Identifying and validating pregnancy episodes in primary care electronic health records.
Problem
Large datasets of primary care electronic health records (EHR) such as the Clinical Practice Research Datalink (CPRD) represent a unique opportunity to assess the safety and effectiveness of vaccines and medicines given in pregnancy. However, there are appreciable methodological challenges in identifying the start and end of pregnancies in EHR and determining relative exposure timings. A major advance in this area has been achieved by the London School of Hygiene and Tropical Medicine and the CPRD, using the CPRDs large database of anonymised primary care EHRs. The collaboration has resulted in the production of a Pregnancy Register, comprising approximately 5.7 million pregnancies recorded in the CPRD database, and including the start and end dates of each pregnancy and related outcomes. Validation by comparison to other linked data sources has indicated that pregnancies are well captured within the Register. However, there are ~1 million pregnancies for which no outcome has been determined.
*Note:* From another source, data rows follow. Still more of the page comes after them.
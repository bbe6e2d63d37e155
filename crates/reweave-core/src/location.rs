//! Span primitives shared by every pass of the engine.
//!
//! A [`Location`] is a half-open region of one document, addressed by
//! 1-based line and column. Columns count bytes, not characters, so
//! span arithmetic stays exact on multi-byte text. The all-zero value
//! is the sentinel for "no counterpart" and never addresses real text.

use std::fmt;
use std::ops::Range;

/// Half-open span `[start, end)` in a single document.
///
/// Lines and columns are 1-based. `end` points one past the last byte
/// of the region, so a span with `start == end` is a zero-width caret
/// and a splice there is a pure insertion.
#[derive(Debug, Clone, Copy, PartialEq, Eq, Hash, PartialOrd, Ord)]
pub struct Location {
    pub start_line: u32,
    pub start_col: u32,
    pub end_line: u32,
    pub end_col: u32,
}

impl Location {
    /// Sentinel for a missing counterpart. Compares equal only to itself.
    pub const EMPTY: Location = Location {
        start_line: 0,
        start_col: 0,
        end_line: 0,
        end_col: 0,
    };

    pub fn new(start_line: u32, start_col: u32, end_line: u32, end_col: u32) -> Self {
        Location {
            start_line,
            start_col,
            end_line,
            end_col,
        }
    }

    /// Zero-width span at a point. Splicing at a caret inserts.
    pub fn caret(line: u32, col: u32) -> Self {
        Location::new(line, col, line, col)
    }

    /// Out-of-band key for edits that have no natural source span.
    /// Line 0 never occurs in real text, so synthetic keys cannot
    /// collide with keys derived from parsed nodes.
    pub fn synthetic(n: u32) -> Self {
        Location::new(0, n, 0, n)
    }

    pub fn is_empty(&self) -> bool {
        *self == Location::EMPTY
    }

    pub fn is_caret(&self) -> bool {
        !self.is_empty() && self.start() == self.end()
    }

    pub fn start(&self) -> (u32, u32) {
        (self.start_line, self.start_col)
    }

    pub fn end(&self) -> (u32, u32) {
        (self.end_line, self.end_col)
    }

    /// Whether `other` lies entirely inside this span. The sentinel
    /// contains nothing and is contained by nothing.
    pub fn contains(&self, other: &Location) -> bool {
        if self.is_empty() || other.is_empty() {
            return false;
        }
        self.start() <= other.start() && other.end() <= self.end()
    }

    /// Half-open overlap test. Adjacent spans do not overlap, and a
    /// caret sitting exactly on a boundary does not overlap either.
    pub fn overlaps(&self, other: &Location) -> bool {
        if self.is_empty() || other.is_empty() {
            return false;
        }
        !(self.end() <= other.start() || other.end() <= self.start())
    }
}

impl fmt::Display for Location {
    fn fmt(&self, f: &mut fmt::Formatter<'_>) -> fmt::Result {
        if self.is_empty() {
            write!(f, "<none>")
        } else {
            write!(
                f,
                "{}:{}..{}:{}",
                self.start_line, self.start_col, self.end_line, self.end_col
            )
        }
    }
}

/// Byte-offset index for one document's text, precomputed once per
/// document so span-to-byte conversion is a lookup, not a scan.
#[derive(Debug, Clone)]
pub struct LineIndex {
    line_starts: Vec<usize>,
    len: usize,
}

impl LineIndex {
    pub fn new(text: &str) -> Self {
        let mut line_starts = vec![0];
        for (i, b) in text.bytes().enumerate() {
            if b == b'\n' {
                line_starts.push(i + 1);
            }
        }
        LineIndex {
            line_starts,
            len: text.len(),
        }
    }

    /// Number of lines, counting a trailing fragment after the last
    /// newline as a line. Empty text has one (empty) line.
    pub fn line_count(&self) -> usize {
        self.line_starts.len()
    }

    /// Byte offset of a 1-based (line, col) point, clamped to the
    /// document so downstream splices never index out of bounds.
    pub fn offset(&self, line: u32, col: u32) -> usize {
        if line == 0 {
            return 0;
        }
        let line = line as usize - 1;
        if line >= self.line_starts.len() {
            return self.len;
        }
        let start = self.line_starts[line];
        let end = self
            .line_starts
            .get(line + 1)
            .copied()
            .unwrap_or(self.len);
        (start + col.saturating_sub(1) as usize).min(end.max(start))
    }

    /// Byte range covered by a span. The sentinel maps to `0..0`.
    pub fn byte_range(&self, loc: &Location) -> Range<usize> {
        if loc.is_empty() {
            return 0..0;
        }
        let start = self.offset(loc.start_line, loc.start_col);
        let end = self.offset(loc.end_line, loc.end_col);
        start..end.max(start)
    }

    /// Full extent of a 1-based line including its newline, as byte
    /// offsets. Out-of-range lines collapse to `len..len`.
    pub fn line_range(&self, line: u32) -> Range<usize> {
        if line == 0 {
            return 0..0;
        }
        let line = line as usize - 1;
        if line >= self.line_starts.len() {
            return self.len..self.len;
        }
        let start = self.line_starts[line];
        let end = self
            .line_starts
            .get(line + 1)
            .copied()
            .unwrap_or(self.len);
        start..end
    }

    /// 1-based (line, col) of a byte offset.
    pub fn point_of(&self, offset: usize) -> (u32, u32) {
        let offset = offset.min(self.len);
        let line = match self.line_starts.binary_search(&offset) {
            Ok(i) => i,
            Err(i) => i - 1,
        };
        let col = offset - self.line_starts[line];
        (line as u32 + 1, col as u32 + 1)
    }

    /// Span covering a byte range.
    pub fn location_of(&self, range: Range<usize>) -> Location {
        let (sl, sc) = self.point_of(range.start);
        let (el, ec) = self.point_of(range.end);
        Location::new(sl, sc, el, ec)
    }

    /// Caret one past the final byte of the document.
    pub fn end_caret(&self) -> Location {
        let (l, c) = self.point_of(self.len);
        Location::caret(l, c)
    }
}
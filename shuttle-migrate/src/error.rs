//! Error types for shuttle-migrate.

use thiserror::Error;

use crate::orchestrator::Phase;

/// Failures talking to a worker node.
#[derive(Debug, Error)]
pub enum RemoteError {
    #[error("request to {url} timed out")]
    Timeout { url: String },

    #[error("could not reach {url}: {message}")]
    Transport { url: String, message: String },

    #[error("{url} answered HTTP {status}: {body}")]
    Status {
        url: String,
        status: u16,
        body: String,
    },

    #[error("invalid response from {url}: {message}")]
    InvalidResponse { url: String, message: String },
}

/// Terminal failure of a migration, tagged with the step it failed in.
#[derive(Debug, Error)]
#[error("migration failed during {during}: {kind}")]
pub struct MigrationError {
    pub during: Phase,
    #[source]
    pub kind: MigrationErrorKind,
}

#[derive(Debug, Error)]
pub enum MigrationErrorKind {
    #[error("no running process named '{task}'")]
    TaskNotFound { task: String },

    #[error("remote launch failed: {0}")]
    Launch(#[source] RemoteError),

    #[error("node not ready after {attempts} health checks")]
    NotReady { attempts: u32 },
}
//! Blob sync engine.
//!
//! ## `sync_one` protocol
//!
//! 1. Derive the blob key (file base name).
//! 2. Read the local mtime and `head` the blob.
//! 3. Decide: forced direction, or [`decide`] for `Auto`.
//! 4. Transfer (upload = `put`; download = `get` + atomic write).
//! 5. Stamp the local file with the blob's `last_modified`, so an immediate
//!    second `Auto` pass compares equal and skips.
//! 6. Track the file in the registry if it is new, record the timestamps.
//! 7. After an upload, notify the peer (best-effort).
//!
//! The engine holds the registry lock only for bookkeeping, never across a
//! transfer. Two callers syncing the same file concurrently may race; the last
//! write to the store or to disk wins.

use std::collections::{BTreeSet, HashSet};
use std::path::{Path, PathBuf};
use std::sync::{Arc, Mutex, RwLock};

use chrono::{DateTime, Utc};
use serde::Serialize;

use shuttle_core::{
    blob_key, has_allowed_extension,
    registry::{lock, SharedRegistry},
    SyncDirection,
};

use crate::blob::{validate_key, BlobRecord, BlobStore};
use crate::decision::{decide, SyncDecision};
use crate::error::{io_err, SyncError};
use crate::notify::ChangeNotifier;
use crate::writer::{align_mtime, atomic_write, local_mtime};

// ---------------------------------------------------------------------------
// Outcomes
// ---------------------------------------------------------------------------

/// What `sync_one` did for a file.
#[derive(Debug, Clone, Copy, PartialEq, Eq, Serialize)]
#[serde(rename_all = "lowercase")]
pub enum SyncOutcome {
    Uploaded,
    Downloaded,
    Skipped,
}

/// Per-file result of a batch; a failed file never aborts its batch.
#[derive(Debug)]
pub struct FileReport {
    pub path: PathBuf,
    pub outcome: Result<SyncOutcome, SyncError>,
}

/// Counts for one batch, suitable for logs and status payloads.
#[derive(Debug, Clone, Default, PartialEq, Eq, Serialize)]
pub struct PassSummary {
    pub uploaded: usize,
    pub downloaded: usize,
    pub skipped: usize,
    pub failed: usize,
}

impl PassSummary {
    pub fn from_reports(reports: &[FileReport]) -> Self {
        let mut summary = Self::default();
        for report in reports {
            match &report.outcome {
                Ok(SyncOutcome::Uploaded) => summary.uploaded += 1,
                Ok(SyncOutcome::Downloaded) => summary.downloaded += 1,
                Ok(SyncOutcome::Skipped) => summary.skipped += 1,
                Err(_) => summary.failed += 1,
            }
        }
        summary
    }

    pub fn total(&self) -> usize {
        self.uploaded + self.downloaded + self.skipped + self.failed
    }
}

// ---------------------------------------------------------------------------
// Engine
// ---------------------------------------------------------------------------

pub struct SyncEngine {
    store: Arc<dyn BlobStore>,
    registry: SharedRegistry,
    sync_dir: PathBuf,
    extensions: Vec<String>,
    peer: RwLock<Option<Arc<dyn ChangeNotifier>>>,
    /// Paths whose download is being written right now.
    downloading: Mutex<HashSet<PathBuf>>,
}

impl std::fmt::Debug for SyncEngine {
    fn fmt(&self, f: &mut std::fmt::Formatter<'_>) -> std::fmt::Result {
        f.debug_struct("SyncEngine")
            .field("sync_dir", &self.sync_dir)
            .field("extensions", &self.extensions)
            .finish_non_exhaustive()
    }
}

impl SyncEngine {
    pub fn new(
        store: Arc<dyn BlobStore>,
        registry: SharedRegistry,
        sync_dir: impl Into<PathBuf>,
    ) -> Self {
        Self {
            store,
            registry,
            sync_dir: sync_dir.into(),
            extensions: Vec::new(),
            peer: RwLock::new(None),
            downloading: Mutex::new(HashSet::new()),
        }
    }

    /// Restrict `reconcile` to blob keys with these extensions.
    pub fn with_extensions(mut self, extensions: Vec<String>) -> Self {
        self.extensions = extensions;
        self
    }

    pub fn with_peer(self, peer: Arc<dyn ChangeNotifier>) -> Self {
        self.set_peer(Some(peer));
        self
    }

    /// Replace the counterpart notified after uploads (`None` disables it).
    pub fn set_peer(&self, peer: Option<Arc<dyn ChangeNotifier>>) {
        *self.peer.write().unwrap_or_else(|p| p.into_inner()) = peer;
    }

    pub fn registry(&self) -> &SharedRegistry {
        &self.registry
    }

    pub fn sync_dir(&self) -> &Path {
        &self.sync_dir
    }

    pub fn extensions(&self) -> &[String] {
        &self.extensions
    }

    /// Synchronize a single file.
    pub fn sync_one(&self, path: &Path, direction: SyncDirection) -> Result<SyncOutcome, SyncError> {
        let key = blob_key(path).ok_or_else(|| SyncError::NoKey {
            path: path.to_path_buf(),
        })?;
        let local = local_mtime(path)?;
        let remote = self.store.head(&key)?;

        let decision = match direction {
            SyncDirection::ForceUpload => {
                if local.is_none() {
                    return Err(SyncError::LocalMissing {
                        path: path.to_path_buf(),
                    });
                }
                SyncDecision::Upload
            }
            SyncDirection::ForceDownload => {
                if remote.is_none() {
                    return Err(SyncError::BlobNotFound { key });
                }
                SyncDecision::Download
            }
            SyncDirection::Auto => decide(local, remote.as_ref().map(|r| r.last_modified))
                .ok_or_else(|| SyncError::Missing {
                    path: path.to_path_buf(),
                })?,
        };

        match (decision, remote) {
            (SyncDecision::Upload, _) => self.upload(path, &key, local),
            (SyncDecision::Download, Some(record)) => self.download(path, &record),
            (SyncDecision::Download, None) => Err(SyncError::BlobNotFound { key }),
            (SyncDecision::Skip, remote) => {
                tracing::debug!("in sync: {}", path.display());
                self.track(path, local, remote.map(|r| r.last_modified));
                Ok(SyncOutcome::Skipped)
            }
        }
    }

    /// Synchronize every path independently and report each outcome.
    pub fn sync_all<I>(&self, paths: I, direction: SyncDirection) -> Vec<FileReport>
    where
        I: IntoIterator<Item = PathBuf>,
    {
        paths
            .into_iter()
            .map(|path| {
                let outcome = self.sync_one(&path, direction);
                if let Err(err) = &outcome {
                    tracing::warn!("sync failed for {}: {err}", path.display());
                }
                FileReport { path, outcome }
            })
            .collect()
    }

    /// Full bidirectional pass: every tracked file plus every blob in the
    /// store. Blobs with no tracked counterpart land in the sync directory.
    pub fn reconcile(&self) -> Result<Vec<FileReport>, SyncError> {
        let mut targets: BTreeSet<PathBuf> = lock(&self.registry).snapshot();
        let keys = self.store.list()?;

        for key in keys {
            if !has_allowed_extension(Path::new(&key), &self.extensions) {
                tracing::debug!("ignoring blob outside the extension allow-list: {key}");
                continue;
            }
            let covered = targets
                .iter()
                .any(|tracked| blob_key(tracked).as_deref() == Some(key.as_str()));
            if !covered {
                targets.insert(self.local_path_for_key(&key));
            }
        }

        let reports = self.sync_all(targets, SyncDirection::Auto);
        let summary = PassSummary::from_reports(&reports);
        tracing::info!(
            "reconcile pass: {} uploaded, {} downloaded, {} skipped, {} failed",
            summary.uploaded,
            summary.downloaded,
            summary.skipped,
            summary.failed
        );
        Ok(reports)
    }

    /// Eagerly fetch one key after a peer reported it changed.
    pub fn pull(&self, key: &str) -> FileReport {
        if let Err(err) = validate_key(key) {
            return FileReport {
                path: PathBuf::from(key),
                outcome: Err(err),
            };
        }
        let path = self.local_path_for_key(key);
        let outcome = self.sync_one(&path, SyncDirection::ForceDownload);
        FileReport { path, outcome }
    }

    /// Tracked path for `key`, or `<sync_dir>/<key>` when nothing matches.
    /// `key` must already be a valid blob key.
    pub fn local_path_for_key(&self, key: &str) -> PathBuf {
        lock(&self.registry)
            .find_by_key(key)
            .unwrap_or_else(|| self.sync_dir.join(key))
    }

    /// `true` when the file's mtime is exactly what the last transfer left
    /// behind, i.e. nothing changed it since. A file that is being
    /// downloaded counts as settled.
    pub fn is_settled(&self, path: &Path) -> bool {
        if self.in_download(path) {
            return true;
        }
        let recorded = lock(&self.registry)
            .get(path)
            .and_then(|tracked| tracked.last_known_local_mtime);
        match (recorded, local_mtime(path)) {
            (Some(recorded), Ok(Some(current))) => recorded == current,
            _ => false,
        }
    }

    fn upload(
        &self,
        path: &Path,
        key: &str,
        before: Option<DateTime<Utc>>,
    ) -> Result<SyncOutcome, SyncError> {
        let bytes = std::fs::read(path).map_err(|e| io_err(path, e))?;
        let record = self.store.put(key, &bytes)?;
        tracing::info!("uploaded: {} -> {key}", path.display());

        // Only stamp if nobody touched the file while it was in flight.
        let after = local_mtime(path)?;
        let local = if after == before {
            align_mtime(path, record.last_modified)?;
            Some(record.last_modified)
        } else {
            // The blob holds the bytes read before the edit: keep the local
            // side strictly newer so the next pass uploads again.
            if after.is_some_and(|at| at <= record.last_modified) {
                align_mtime(path, record.last_modified + chrono::Duration::milliseconds(1))?;
            }
            tracing::info!("changed during upload, left for the next pass: {}", path.display());
            None
        };
        self.track(path, local, Some(record.last_modified));
        self.notify_peer(key);
        Ok(SyncOutcome::Uploaded)
    }

    fn download(&self, path: &Path, record: &BlobRecord) -> Result<SyncOutcome, SyncError> {
        let bytes = self.store.get(&record.key)?;
        self.downloads().insert(path.to_path_buf());
        let written = atomic_write(path, &bytes)
            .and_then(|()| align_mtime(path, record.last_modified))
            .map(|()| self.track(path, Some(record.last_modified), Some(record.last_modified)));
        self.downloads().remove(path);
        written?;
        tracing::info!("downloaded: {} -> {}", record.key, path.display());
        Ok(SyncOutcome::Downloaded)
    }

    fn downloads(&self) -> std::sync::MutexGuard<'_, HashSet<PathBuf>> {
        self.downloading.lock().unwrap_or_else(|p| p.into_inner())
    }

    fn in_download(&self, path: &Path) -> bool {
        self.downloads().contains(path)
    }

    fn track(&self, path: &Path, local: Option<DateTime<Utc>>, remote: Option<DateTime<Utc>>) {
        let mut registry = lock(&self.registry);
        if !registry.contains(path) && path.is_file() {
            match registry.ensure(path) {
                Ok(true) => tracing::info!("now tracking: {}", path.display()),
                Ok(false) => {}
                Err(err) => tracing::warn!("could not track {}: {err}", path.display()),
            }
        }
        registry.record_sync(path, local, remote);
    }

    fn notify_peer(&self, key: &str) {
        let peer = self.peer.read().unwrap_or_else(|p| p.into_inner()).clone();
        if let Some(peer) = peer {
            if let Err(err) = peer.notify_changed(key) {
                tracing::warn!("failed to notify peer about {key}: {err}");
            }
        }
    }
}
The objective of this study is to investigate possible reasons why the algorithm used to generate the Register identifies pregnancy episodes with no associated outcome, and to use this information to attempt to reduce the occurrence of these episodes.
Approach
We identified potential scenarios to explain why pregnancies without determined outcomes appear in the Register. Scenarios are based on the algorithm’s logic and the underlying data structure. Analyses were conducted using an algorithmic approach to query the data (including other data sources linked to CPRD primary care data) and look for supporting evidence for each scenario. Evidence will be tabulated to give a clearer understanding of the impact of the algorithm rules on the identification of pregnancies and their outcomes.
Findings
Thirteen scenarios have been identified which could explain the missing outcomes. The scenarios can be grouped into categories: (i) real pregnancies for which the outcome was not recorded in the primary care record, (ii) ongoing pregnancies at the end of available follow-up, (iii) the patient may not have been pregnant, or (iv) the pregnancy episode may comprise records which in fact correspond to another pregnancy. Initial results have shown evidence to support each category. Results will be presented on the frequency of pregnancies which meet the criteria for each scenario, the numbers of pregnancies with evidence of outcomes in the linked data, and the profile of the pregnancies without outcomes in relation to other pregnancies recorded.
Consequences
We have identified evidence-based scenarios as to why pregnancies without outcomes may appear in the Pregnancy Register. Comparison of the frequency and underlying causes of these will enable the Register to be improved. This important new data resource should enhance continued monitoring of the benefits and risks associated with vaccination and drugs given in pregnancy to support clinical recommendations.